Regrettably, they’re right; this case involves what could turn out to be a political hack manipulating the media and putting a CIA agent in danger — which is a federal crime.

But who is in jail? The journalist who didn’t even write a story. And something’s terribly wrong with that picture.

To give you some background: A former CIA consultant criticized the Bush administration, and, presumably, one or more high-ranking government officials tried to discredit him by telling journalists that his wife, Valerie Plame, was a CIA operative. A syndicated columnist and a Time magazine reporter wrote the story about the outing of the CIA agent, and a federal grand jury investigating the case demanded the identity of the sources.

Columnist Robert Novak must have coughed up the information, because he wasn’t held in contempt of court, as were Time’s Matthew Cooper and New York Times correspondent Judith Miller, the two other reporters who had received the leak. After a federal judge ordered them to testify, an appeals court affirmed the order, and the Supreme Court let it stand.

Time Inc. then handed over its reporter’s documents to a special prosecutor, and Cooper agreed to testify. Then on Wednesday, Miller, who had promised not to reveal her source, and kept her promise, went to jail.

Journalists are supposed to be watchdogs of government, trained to bare our teeth at anyone who would take away our legal rights and abilities to keep the public fully informed. Unfortunately, on the federal level, we don’t have complete protection, as Miller’s incarceration sadly shows.

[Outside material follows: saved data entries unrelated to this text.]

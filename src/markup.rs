//! SCn-TeX markup patterns.
//!
//! Line-level matchers for the markers used in chapter sources:
//! `\scncite{key}`, `\label{name}`, `\scnitem{...}`, `\chapter{...}` and the
//! `scnrelfromlist` environment that groups items under a relation.
//!
//! Nothing here builds a document tree. Every matcher looks at one line (or one
//! string) at a time.

use std::ops::Range;

use once_cell::sync::Lazy;
use regex::Regex;

/// Opening of a relation list, without the `{relation}` argument.
pub const BEGIN_LIST: &str = "\\begin{scnrelfromlist}";

/// Closing of a relation list. Shared by every relation.
pub const END_LIST: &str = "\\end{scnrelfromlist}";

// Group 1: the citation key.
static CITE_RE: Lazy<Regex> = Lazy::new(|| Regex::new(r"\\scncite\{([\w\-\d]+)\}").unwrap());

static LABEL_RE: Lazy<Regex> = Lazy::new(|| Regex::new(r"\\label\{([a-z0-9_]+)\}").unwrap());

static CHAPTER_RE: Lazy<Regex> =
    Lazy::new(|| Regex::new(r"\\chapter\{([А-яЁё ,:?!]+)\}").unwrap());

/// Extracts every citation key on a line, left to right.
///
/// # Examples
///
/// ```
/// use scn_biblio::markup::citation_keys;
///
/// let keys = citation_keys(r"See \scncite{smith2020} and \scncite{jones-2019}.");
/// assert_eq!(keys, vec!["smith2020", "jones-2019"]);
/// ```
pub fn citation_keys(line: &str) -> Vec<&str> {
    CITE_RE
        .captures_iter(line)
        .filter_map(|cap| cap.get(1))
        .map(|m| m.as_str())
        .collect()
}

/// Returns the first `\label{...}` name declared on the line.
pub fn label(line: &str) -> Option<&str> {
    LABEL_RE
        .captures(line)
        .and_then(|cap| cap.get(1))
        .map(|m| m.as_str())
}

/// Returns the full begin marker of a relation list, e.g.
/// `\begin{scnrelfromlist}{автор}`.
pub fn list_begin_marker(relation: &str) -> String {
    format!("{}{{{}}}", BEGIN_LIST, relation)
}

/// True when the line opens a relation list for `relation`.
pub fn opens_list(line: &str, relation: &str) -> bool {
    line.contains(&list_begin_marker(relation))
}

/// True when the line closes a relation list (of any relation).
pub fn closes_list(line: &str) -> bool {
    line.contains(END_LIST)
}

/// Returns the title of the first `\chapter{...}` in the text.
pub fn chapter_title(text: &str) -> Option<&str> {
    CHAPTER_RE
        .captures(text)
        .and_then(|cap| cap.get(1))
        .map(|m| m.as_str())
}

/// Finds the relation-list blocks opened for any of `relations`.
///
/// Each returned range covers the item lines strictly between the begin line
/// and the end line. A begin marker seen while a block is open restarts the
/// block; a block that is never closed is dropped.
pub fn list_blocks(lines: &[&str], relations: &[&str]) -> Vec<Range<usize>> {
    let markers: Vec<String> = relations.iter().map(|r| list_begin_marker(r)).collect();

    let mut blocks = Vec::new();
    let mut open: Option<usize> = None;

    for (number, line) in lines.iter().enumerate() {
        if markers.iter().any(|m| line.contains(m.as_str())) {
            open = Some(number);
        }
        if let Some(begin) = open {
            if closes_list(line) {
                // Same-line begin and end yields an empty block.
                blocks.push(begin + 1..number.max(begin + 1));
                open = None;
            }
        }
    }

    blocks
}

/// Applies `pattern` to every item line of the given blocks and collects
/// capture group 1 of the first match on each line.
///
/// Item lines are trimmed before matching; lines without a match are skipped.
pub fn list_items(lines: &[&str], blocks: &[Range<usize>], pattern: &Regex) -> Vec<String> {
    blocks
        .iter()
        .flat_map(|block| lines[block.clone()].iter())
        .filter_map(|line| {
            pattern
                .captures(line.trim())
                .and_then(|cap| cap.get(1))
                .map(|m| m.as_str().to_string())
        })
        .collect()
}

Sure, we’ve had more than a few journalists who have abused their privileges and humiliated the rest of us. But we have to ask, as Miller did, “Do you want to hear from authorized government spokesmen, authorized corporate spokesmen alone, or do you want to hear what’s really going on inside an organization?”

In Tracy, we rarely write stories using confidential sources, and we’ve only twice had to fight to keep our reporters from turning into investigators for the government by being forced to give up their notebooks or provide witness statements. But it happens often in Washington, especially with administrations determined to operate in secrecy and federal prosecutors who find themselves threatened more by those who wield pens and notebooks than by what could happen to our democracy without them.

Judith Miller made a personal choice of conscience in defense of the First Amendment and its principles. She stood her ground, and for that, I stand in awe.